So, I had no job for some time, and now it will happen that we will not be able to support the house anymore where we are living for several years now. And that means, that we will have to tear our fragile construction apart. My ex wants to move to her new boyfriend, a thousand kilometers away, outside the EU. Leaving all her things behind as she does so. and then, she is planning to get a permanent citizenship for our daughter in her new homecountry, and take her away from me.

So, right now, my life feels like a pile of trash, without woman, without home, possibly without daughter, without a job..... That is pretty much to process, and I still need lots of time to process all of that. I don't know where I could go instead, and without a proper job I don't even have an aim to move towards.....

However, there is light at the end of the tunnel, and today we had a good talk, me, my ex, her new boyfriend (who is just here for a visit) and our daughter, trying to get some clarity into our thoughts and wants..... I think it is a good start, but it is only one step in a way of many.....

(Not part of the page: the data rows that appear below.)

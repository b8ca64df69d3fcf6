//! Construction and resolution of `Lazy` placeholders.
//!
//! A `Lazy` node lets a grammar refer to itself before it is fully built:
//! `seq` and mutually recursive grammars both go through here. Resolution
//! (`force`) walks the thunk chain once, breaking cycles back to the
//! placeholder being resolved, and back-patches every placeholder
//! discovered along the way so each is only ever forced once.

use std::collections::HashSet;
use std::rc::Rc;

use log::debug;

use crate::bookkeeping::BookKeeping;
use crate::engine::{Engine, LazyState, Thunk};
use crate::node::{GrammarId, GrammarNode, LazyId};

impl Engine {
    /// Reserves an unbound `Lazy` placeholder and returns its id. Its
    /// thunk must be attached with [`Engine::bind_lazy`] before the
    /// placeholder is ever forced.
    ///
    /// Exists for mutually recursive grammars, where neither of two
    /// placeholders can be built before the other: reserve both ids
    /// first, then bind each one's thunk, each free to capture the
    /// other's id by value (a bare `Copy` integer, so there is no
    /// borrow-checker obstacle to doing so).
    pub fn lazy_cell(&mut self) -> GrammarId {
        let lazy_idx = LazyId(self.lazies.len() as u32);
        self.lazies.push(LazyState::Pending);
        self.push_uncached(GrammarNode::Lazy(lazy_idx), BookKeeping::bottom())
    }

    /// Attaches a thunk to a placeholder previously returned by
    /// [`Engine::lazy_cell`]. Panics if `id` already has a thunk bound
    /// (a placeholder is bound at most once).
    pub fn bind_lazy<F>(&mut self, id: GrammarId, build: F)
    where
        F: Fn(&mut Engine) -> GrammarId + 'static,
    {
        let lazy_idx = self.lazy_id_of(id);
        match &self.lazies[lazy_idx.index()] {
            LazyState::Pending => {}
            _ => panic!("bind_lazy() called twice on the same placeholder"),
        }
        let thunk: Thunk = Rc::new(build);
        self.lazies[lazy_idx.index()] = LazyState::Unforced(thunk);
    }

    /// Creates a new `Lazy` placeholder whose body is `build`, called
    /// with the engine and the placeholder's own id once the
    /// placeholder is forced. A convenience for the common
    /// self-referential case, built from `lazy_cell` + `bind_lazy` the
    /// same way `Rc::new_cyclic` hands its closure a `Weak` pointing
    /// back at the `Rc` being constructed.
    ///
    /// ```ignore
    /// // seq(g) = epsilon | cat(g, seq(g)), tied together via self-reference
    /// let tail = engine.lazy(move |engine, this| {
    ///     let cat = engine.cat(&[g, this]);
    ///     engine.union(&[engine.epsilon(), cat])
    /// });
    /// ```
    pub fn lazy<F>(&mut self, build: F) -> GrammarId
    where
        F: Fn(&mut Engine, GrammarId) -> GrammarId + 'static,
    {
        let id = self.lazy_cell();
        self.bind_lazy(id, move |engine| build(engine, id));
        id
    }

    fn lazy_id_of(&self, id: GrammarId) -> LazyId {
        match self.node(id) {
            GrammarNode::Lazy(idx) => *idx,
            other => unreachable!("force() called on a non-lazy node: {other:?}"),
        }
    }

    pub(crate) fn forced_target(&self, lazy_idx: LazyId) -> Option<GrammarId> {
        match self.lazies[lazy_idx.index()] {
            LazyState::Forced(target) => Some(target),
            _ => None,
        }
    }

    /// Resolves `id` (which must name a `Lazy` node) to a concrete
    /// grammar, forcing its thunk (and any thunk it recursively refers
    /// back to) at most once.
    ///
    /// A self-reference that is never guarded by anything that could
    /// consume a byte first collapses to `Null` rather than looping
    /// forever: `Union`s drop the offending alternative, `Cat`s whose
    /// left or right side is the unguarded reference resolve to `Null`
    /// outright.
    pub(crate) fn force(&mut self, id: GrammarId) -> GrammarId {
        let root_idx = self.lazy_id_of(id);
        if let Some(target) = self.forced_target(root_idx) {
            return target;
        }
        debug!("lazy: forcing {:?}", id);

        let mut seen: HashSet<GrammarId> = HashSet::new();
        seen.insert(id);
        let mut to_assign: Vec<LazyId> = vec![root_idx];

        let mut thunked = self.invoke_thunk(root_idx);

        let final_value = loop {
            if seen.contains(&thunked) {
                debug!("lazy: {:?} loops back on itself, resolving to null", id);
                break self.null();
            }
            seen.insert(thunked);
            match self.node(thunked).clone() {
                GrammarNode::Union(children) if children.iter().any(|c| seen.contains(c)) => {
                    let kept: Vec<GrammarId> =
                        children.into_iter().filter(|c| !seen.contains(c)).collect();
                    thunked = self.union(&kept);
                }
                GrammarNode::Cat(left, right)
                    if seen.contains(&left) || seen.contains(&right) =>
                {
                    thunked = self.null();
                }
                GrammarNode::Lazy(idx2) => {
                    if let Some(target) = self.forced_target(idx2) {
                        thunked = target;
                    } else {
                        to_assign.push(idx2);
                        thunked = self.invoke_thunk(idx2);
                    }
                }
                _ => break thunked,
            }
        };

        debug!(
            "lazy: resolved {:?} to {:?}, back-patching {} placeholder(s)",
            id,
            final_value,
            to_assign.len()
        );
        for idx in to_assign {
            self.lazies[idx.index()] = LazyState::Forced(final_value);
        }
        final_value
    }

    fn invoke_thunk(&mut self, lazy_idx: LazyId) -> GrammarId {
        let thunk = match &self.lazies[lazy_idx.index()] {
            LazyState::Unforced(thunk) => thunk.clone(),
            LazyState::Forced(target) => return *target,
            LazyState::Pending => unreachable!("lazy node forced before its thunk was set"),
        };
        thunk(self)
    }
}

Sorry, again, a very long rant, thanks for anyone who is taking the time to read my posts, which are pretty useless and probably of little public interest. But they help me to get my head clearer, and thus to see what needs addressing next. Maybe one day in the future I will start posting interesting things. Again, thanks for reading this far, I am happy about your comments!

When you come to a fork in the road, take it.

__Yogi Berra


drmgirl622 68F  
26126 posts
4/23/2022 10:23 am

The "talk" you had can only bring some clarity.


Incognitomaster replies on 4/23/2022 3:57 pm:
drmgirl622, that is right, since many questions are still open, and it might well happen that we have to make a decision which is completely different from what we seem to be approaching now because we are forced to. still, for the moment, many good things happened and I feel much better today than I did yesterday....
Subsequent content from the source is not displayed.